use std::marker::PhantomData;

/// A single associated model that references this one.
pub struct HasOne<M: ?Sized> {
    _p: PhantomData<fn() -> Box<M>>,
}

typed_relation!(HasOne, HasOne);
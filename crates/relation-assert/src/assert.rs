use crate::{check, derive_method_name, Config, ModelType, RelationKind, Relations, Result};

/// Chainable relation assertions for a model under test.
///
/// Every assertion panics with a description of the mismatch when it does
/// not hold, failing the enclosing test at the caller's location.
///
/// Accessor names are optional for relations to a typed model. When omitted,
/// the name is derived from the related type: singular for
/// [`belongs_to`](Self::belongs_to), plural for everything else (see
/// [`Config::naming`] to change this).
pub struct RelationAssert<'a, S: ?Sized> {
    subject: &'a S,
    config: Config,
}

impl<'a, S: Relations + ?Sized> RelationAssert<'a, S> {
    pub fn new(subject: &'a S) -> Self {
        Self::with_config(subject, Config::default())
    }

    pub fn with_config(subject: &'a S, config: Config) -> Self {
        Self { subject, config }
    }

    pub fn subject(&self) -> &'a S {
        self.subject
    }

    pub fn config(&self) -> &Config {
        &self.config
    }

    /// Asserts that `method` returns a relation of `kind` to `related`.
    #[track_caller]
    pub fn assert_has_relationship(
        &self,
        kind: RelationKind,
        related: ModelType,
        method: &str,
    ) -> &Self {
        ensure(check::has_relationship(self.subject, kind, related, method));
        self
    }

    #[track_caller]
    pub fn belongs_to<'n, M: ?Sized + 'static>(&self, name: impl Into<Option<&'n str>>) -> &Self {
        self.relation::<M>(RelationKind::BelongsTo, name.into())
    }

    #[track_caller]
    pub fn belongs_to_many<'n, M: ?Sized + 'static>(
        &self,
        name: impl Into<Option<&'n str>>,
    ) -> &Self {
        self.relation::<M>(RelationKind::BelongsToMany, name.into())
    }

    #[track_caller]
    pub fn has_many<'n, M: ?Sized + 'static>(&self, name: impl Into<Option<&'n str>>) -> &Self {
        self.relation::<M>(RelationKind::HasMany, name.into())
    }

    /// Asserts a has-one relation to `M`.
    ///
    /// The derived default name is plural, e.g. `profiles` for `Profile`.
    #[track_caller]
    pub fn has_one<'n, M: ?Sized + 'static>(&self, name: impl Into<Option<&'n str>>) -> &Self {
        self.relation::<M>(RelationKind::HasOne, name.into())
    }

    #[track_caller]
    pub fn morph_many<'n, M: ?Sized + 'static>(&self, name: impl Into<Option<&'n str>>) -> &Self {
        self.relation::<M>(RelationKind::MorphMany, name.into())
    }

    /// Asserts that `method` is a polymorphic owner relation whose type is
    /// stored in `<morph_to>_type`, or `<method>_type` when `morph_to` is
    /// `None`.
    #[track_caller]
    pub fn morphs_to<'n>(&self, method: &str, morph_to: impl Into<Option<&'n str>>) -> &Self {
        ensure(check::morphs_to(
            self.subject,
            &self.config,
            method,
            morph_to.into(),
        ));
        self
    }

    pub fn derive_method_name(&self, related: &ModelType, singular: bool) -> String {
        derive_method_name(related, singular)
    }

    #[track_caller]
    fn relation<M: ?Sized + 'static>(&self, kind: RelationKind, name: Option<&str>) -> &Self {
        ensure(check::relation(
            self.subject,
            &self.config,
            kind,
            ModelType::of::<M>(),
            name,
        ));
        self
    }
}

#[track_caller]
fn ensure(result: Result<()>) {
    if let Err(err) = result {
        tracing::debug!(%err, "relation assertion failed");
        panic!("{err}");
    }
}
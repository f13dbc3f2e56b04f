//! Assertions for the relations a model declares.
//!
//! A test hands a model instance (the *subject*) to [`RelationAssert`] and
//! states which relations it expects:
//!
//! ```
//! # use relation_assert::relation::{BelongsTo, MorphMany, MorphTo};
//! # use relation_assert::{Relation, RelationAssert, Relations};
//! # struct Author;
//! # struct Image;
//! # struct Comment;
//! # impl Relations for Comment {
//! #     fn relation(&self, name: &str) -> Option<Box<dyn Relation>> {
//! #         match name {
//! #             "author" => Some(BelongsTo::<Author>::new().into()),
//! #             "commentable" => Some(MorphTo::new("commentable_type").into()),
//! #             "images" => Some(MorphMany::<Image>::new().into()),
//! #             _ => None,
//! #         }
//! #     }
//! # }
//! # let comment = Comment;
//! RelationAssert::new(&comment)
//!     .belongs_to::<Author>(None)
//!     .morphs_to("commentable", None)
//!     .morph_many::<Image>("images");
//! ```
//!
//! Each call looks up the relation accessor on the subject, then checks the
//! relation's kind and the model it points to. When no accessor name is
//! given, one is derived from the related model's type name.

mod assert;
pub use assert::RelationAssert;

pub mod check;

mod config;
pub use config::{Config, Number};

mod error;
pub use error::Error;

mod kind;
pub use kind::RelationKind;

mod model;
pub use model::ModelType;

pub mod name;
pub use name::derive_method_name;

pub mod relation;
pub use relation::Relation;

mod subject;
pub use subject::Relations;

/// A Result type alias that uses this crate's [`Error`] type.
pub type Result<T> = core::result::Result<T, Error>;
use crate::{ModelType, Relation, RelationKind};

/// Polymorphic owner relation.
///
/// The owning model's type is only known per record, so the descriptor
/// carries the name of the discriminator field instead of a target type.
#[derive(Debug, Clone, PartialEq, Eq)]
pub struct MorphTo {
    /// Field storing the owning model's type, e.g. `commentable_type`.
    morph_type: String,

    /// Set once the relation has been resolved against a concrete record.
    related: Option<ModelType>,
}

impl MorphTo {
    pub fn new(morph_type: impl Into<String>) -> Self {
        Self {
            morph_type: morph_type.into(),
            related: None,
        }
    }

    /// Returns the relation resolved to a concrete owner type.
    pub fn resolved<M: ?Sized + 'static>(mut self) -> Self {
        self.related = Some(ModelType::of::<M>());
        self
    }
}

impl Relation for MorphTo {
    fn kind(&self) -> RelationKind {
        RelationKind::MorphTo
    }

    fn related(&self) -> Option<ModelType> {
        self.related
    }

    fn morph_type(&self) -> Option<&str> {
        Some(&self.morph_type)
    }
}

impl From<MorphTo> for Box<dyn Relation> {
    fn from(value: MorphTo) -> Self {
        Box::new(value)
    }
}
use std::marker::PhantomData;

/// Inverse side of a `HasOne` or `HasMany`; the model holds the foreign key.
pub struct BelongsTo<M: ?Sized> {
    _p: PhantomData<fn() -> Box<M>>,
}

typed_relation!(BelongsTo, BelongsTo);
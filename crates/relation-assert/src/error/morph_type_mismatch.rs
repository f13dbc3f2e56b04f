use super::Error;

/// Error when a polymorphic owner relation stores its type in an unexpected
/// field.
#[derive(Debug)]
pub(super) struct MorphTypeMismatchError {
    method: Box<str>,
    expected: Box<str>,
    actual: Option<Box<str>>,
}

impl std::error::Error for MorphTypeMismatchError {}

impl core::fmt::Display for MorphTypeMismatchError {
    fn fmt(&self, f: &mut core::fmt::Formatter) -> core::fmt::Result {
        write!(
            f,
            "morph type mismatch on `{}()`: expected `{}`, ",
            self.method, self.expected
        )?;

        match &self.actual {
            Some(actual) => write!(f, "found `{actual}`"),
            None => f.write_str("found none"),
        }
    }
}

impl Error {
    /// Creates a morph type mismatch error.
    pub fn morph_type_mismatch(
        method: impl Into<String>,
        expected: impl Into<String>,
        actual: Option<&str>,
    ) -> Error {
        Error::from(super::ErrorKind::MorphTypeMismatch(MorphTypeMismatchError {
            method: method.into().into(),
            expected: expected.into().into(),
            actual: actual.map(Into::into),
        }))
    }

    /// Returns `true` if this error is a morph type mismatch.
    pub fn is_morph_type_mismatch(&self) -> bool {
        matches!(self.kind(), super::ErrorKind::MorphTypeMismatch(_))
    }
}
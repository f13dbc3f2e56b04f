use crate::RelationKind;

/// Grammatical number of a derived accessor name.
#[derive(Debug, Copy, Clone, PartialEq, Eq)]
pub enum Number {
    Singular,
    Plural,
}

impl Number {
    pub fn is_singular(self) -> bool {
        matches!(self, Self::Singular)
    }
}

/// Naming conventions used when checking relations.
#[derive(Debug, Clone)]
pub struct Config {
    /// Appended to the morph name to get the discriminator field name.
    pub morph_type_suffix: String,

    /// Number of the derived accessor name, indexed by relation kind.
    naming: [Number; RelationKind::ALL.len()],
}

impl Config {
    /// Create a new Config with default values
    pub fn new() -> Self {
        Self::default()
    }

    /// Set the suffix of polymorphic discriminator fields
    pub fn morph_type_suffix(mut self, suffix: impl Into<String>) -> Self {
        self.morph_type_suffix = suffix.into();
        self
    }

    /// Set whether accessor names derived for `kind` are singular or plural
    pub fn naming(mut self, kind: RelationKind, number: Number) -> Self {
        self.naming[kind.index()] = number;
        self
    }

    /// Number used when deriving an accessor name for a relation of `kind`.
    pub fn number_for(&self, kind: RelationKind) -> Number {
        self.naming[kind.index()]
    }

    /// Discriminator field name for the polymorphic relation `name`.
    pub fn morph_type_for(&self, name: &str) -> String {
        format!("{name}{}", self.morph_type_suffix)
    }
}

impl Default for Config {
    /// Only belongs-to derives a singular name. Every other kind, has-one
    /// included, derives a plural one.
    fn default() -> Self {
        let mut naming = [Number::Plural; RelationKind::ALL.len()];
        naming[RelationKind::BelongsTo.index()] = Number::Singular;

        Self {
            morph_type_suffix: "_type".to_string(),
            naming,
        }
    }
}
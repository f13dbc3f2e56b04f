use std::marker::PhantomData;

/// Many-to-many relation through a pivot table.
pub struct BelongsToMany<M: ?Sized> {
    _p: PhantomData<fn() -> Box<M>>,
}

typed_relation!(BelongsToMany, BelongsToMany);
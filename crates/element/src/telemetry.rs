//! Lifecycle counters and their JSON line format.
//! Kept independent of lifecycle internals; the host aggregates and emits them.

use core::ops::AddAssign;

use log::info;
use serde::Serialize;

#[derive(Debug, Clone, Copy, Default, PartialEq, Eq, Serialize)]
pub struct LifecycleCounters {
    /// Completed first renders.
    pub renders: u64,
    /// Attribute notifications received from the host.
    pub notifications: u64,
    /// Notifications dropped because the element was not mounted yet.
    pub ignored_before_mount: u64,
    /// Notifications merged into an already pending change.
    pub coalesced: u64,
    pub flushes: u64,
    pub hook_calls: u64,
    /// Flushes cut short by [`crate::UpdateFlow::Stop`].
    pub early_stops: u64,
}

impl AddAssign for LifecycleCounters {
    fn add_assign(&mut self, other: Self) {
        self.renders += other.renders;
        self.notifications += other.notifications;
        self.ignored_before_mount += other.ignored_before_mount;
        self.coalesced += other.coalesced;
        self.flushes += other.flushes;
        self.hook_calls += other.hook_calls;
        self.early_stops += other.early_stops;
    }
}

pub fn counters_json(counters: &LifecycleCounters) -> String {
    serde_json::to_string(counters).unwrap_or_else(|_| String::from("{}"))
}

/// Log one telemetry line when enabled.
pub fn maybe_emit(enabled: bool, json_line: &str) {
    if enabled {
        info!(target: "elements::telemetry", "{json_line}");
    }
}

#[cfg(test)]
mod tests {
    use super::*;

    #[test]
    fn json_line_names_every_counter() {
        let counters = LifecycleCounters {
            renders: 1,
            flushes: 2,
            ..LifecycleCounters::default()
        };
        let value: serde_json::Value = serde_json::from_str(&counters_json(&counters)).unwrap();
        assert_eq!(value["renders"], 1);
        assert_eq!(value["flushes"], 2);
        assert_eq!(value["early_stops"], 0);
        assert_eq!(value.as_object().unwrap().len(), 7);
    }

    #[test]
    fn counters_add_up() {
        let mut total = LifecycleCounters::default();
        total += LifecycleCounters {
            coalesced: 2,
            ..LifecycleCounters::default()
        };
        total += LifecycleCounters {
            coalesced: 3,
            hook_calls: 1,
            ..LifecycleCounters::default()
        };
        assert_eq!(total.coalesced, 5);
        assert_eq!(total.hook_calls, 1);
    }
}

================================

__What the exercise asks__: Which lines above hold the word "concrete"? Copy each of them.

__Result__:
    /// Set once the relation has been resolved against a concrete record.
    /// Returns the relation resolved to a concrete owner type.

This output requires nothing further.